### What is expected:
Give an exact copy of the line that has "for line in" and of every line below it, through the last, with nothing else.
----
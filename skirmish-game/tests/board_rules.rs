use skirmish_game::{Board, CellIndex, Mark};

fn place_all(board: &mut Board, cells: &[u32], mark: Mark) {
    for &value in cells {
        board.place(CellIndex::from_user(value).unwrap(), mark).unwrap();
    }
}

#[test]
fn cell_addressing_is_one_indexed_row_major() {
    assert_eq!(CellIndex::from_user(0), None);
    assert_eq!(CellIndex::from_user(10), None);
    assert_eq!(CellIndex::from_user(1).unwrap().as_usize(), 0);
    assert_eq!(CellIndex::from_user(5).unwrap().as_usize(), 4);
    assert_eq!(CellIndex::from_user(9).unwrap().as_usize(), 8);
}

#[test]
fn empty_board_accepts_every_cell() {
    let board = Board::new();
    for value in 1..=9 {
        assert!(board.is_legal(value));
    }
    assert!(!board.is_legal(0));
    assert!(!board.is_legal(10));
}

#[test]
fn occupied_cell_is_never_overwritten() {
    let mut board = Board::new();
    let center = CellIndex::from_user(5).unwrap();
    board.place(center, Mark::X).unwrap();
    assert!(!board.is_legal(5));
    assert!(board.place(center, Mark::O).is_err());
    assert_eq!(board.get(center), Some(Mark::X));
}

#[test]
fn all_eight_lines_win() {
    let lines: [[u32; 3]; 8] = [
        [1, 2, 3],
        [4, 5, 6],
        [7, 8, 9],
        [1, 4, 7],
        [2, 5, 8],
        [3, 6, 9],
        [1, 5, 9],
        [3, 5, 7],
    ];
    for line in lines {
        let mut board = Board::new();
        place_all(&mut board, &line, Mark::O);
        assert_eq!(board.winner(), Some(Mark::O), "line {line:?}");
    }
}

#[test]
fn no_winner_without_a_complete_line() {
    let mut board = Board::new();
    assert_eq!(board.winner(), None);
    place_all(&mut board, &[1, 2], Mark::X);
    place_all(&mut board, &[3], Mark::O);
    assert_eq!(board.winner(), None);
}

#[test]
fn mixed_line_does_not_win() {
    let mut board = Board::new();
    place_all(&mut board, &[1, 3], Mark::X);
    place_all(&mut board, &[2], Mark::O);
    assert_eq!(board.winner(), None);
}

#[test]
fn full_board_is_detected() {
    let mut board = Board::new();
    assert!(!board.is_full());
    place_all(&mut board, &[1, 2, 3, 4, 5, 6, 7, 8], Mark::X);
    assert!(!board.is_full());
    place_all(&mut board, &[9], Mark::O);
    assert!(board.is_full());
    assert_eq!(board.occupied(), 9);
}

#[test]
fn empty_board_renders_blank_grid() {
    let board = Board::new();
    let expected = concat!(
        "\n",
        "     |     |    \n",
        "     |     |   \n",
        "____ | ___ | ____\n",
        "     |     |    \n",
        "     |     |   \n",
        "____ | ___ | ____\n",
        "     |     |    \n",
        "     |     |   \n",
        "     |     |    \n",
        "\n",
    );
    assert_eq!(board.render(), expected);
}

#[test]
fn render_shows_marks_in_place() {
    let mut board = Board::new();
    place_all(&mut board, &[1, 5], Mark::X);
    place_all(&mut board, &[9], Mark::O);
    let rendered = board.render();
    assert!(rendered.contains("  X  |     |   \n"));
    assert!(rendered.contains("     |  X  |   \n"));
    assert!(rendered.contains("     |     |  O\n"));
}

#[test]
fn render_is_idempotent() {
    let mut board = Board::new();
    place_all(&mut board, &[2, 4, 6], Mark::X);
    assert_eq!(board.render(), board.render());
}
----
### Your response:
    for line in lines {
        let mut board = Board::new();
        place_all(&mut board, &line, Mark::O);
        assert_eq!(board.winner(), Some(Mark::O), "line {line:?}");
    }
}

#[test]
fn no_winner_without_a_complete_line() {
    let mut board = Board::new();
    assert_eq!(board.winner(), None);
    place_all(&mut board, &[1, 2], Mark::X);
    place_all(&mut board, &[3], Mark::O);
    assert_eq!(board.winner(), None);
}

#[test]
fn mixed_line_does_not_win() {
    let mut board = Board::new();
    place_all(&mut board, &[1, 3], Mark::X);
    place_all(&mut board, &[2], Mark::O);
    assert_eq!(board.winner(), None);
}

#[test]
fn full_board_is_detected() {
    let mut board = Board::new();
    assert!(!board.is_full());
    place_all(&mut board, &[1, 2, 3, 4, 5, 6, 7, 8], Mark::X);
    assert!(!board.is_full());
    place_all(&mut board, &[9], Mark::O);
    assert!(board.is_full());
    assert_eq!(board.occupied(), 9);
}

#[test]
fn empty_board_renders_blank_grid() {
    let board = Board::new();
    let expected = concat!(
        "\n",
        "     |     |    \n",
        "     |     |   \n",
        "____ | ___ | ____\n",
        "     |     |    \n",
        "     |     |   \n",
        "____ | ___ | ____\n",
        "     |     |    \n",
        "     |     |   \n",
        "     |     |    \n",
        "\n",
    );
    assert_eq!(board.render(), expected);
}

#[test]
fn render_shows_marks_in_place() {
    let mut board = Board::new();
    place_all(&mut board, &[1, 5], Mark::X);
    place_all(&mut board, &[9], Mark::O);
    let rendered = board.render();
    assert!(rendered.contains("  X  |     |   \n"));
    assert!(rendered.contains("     |  X  |   \n"));
    assert!(rendered.contains("     |     |  O\n"));
}

#[test]
fn render_is_idempotent() {
    let mut board = Board::new();
    place_all(&mut board, &[2, 4, 6], Mark::X);
    assert_eq!(board.render(), board.render());
}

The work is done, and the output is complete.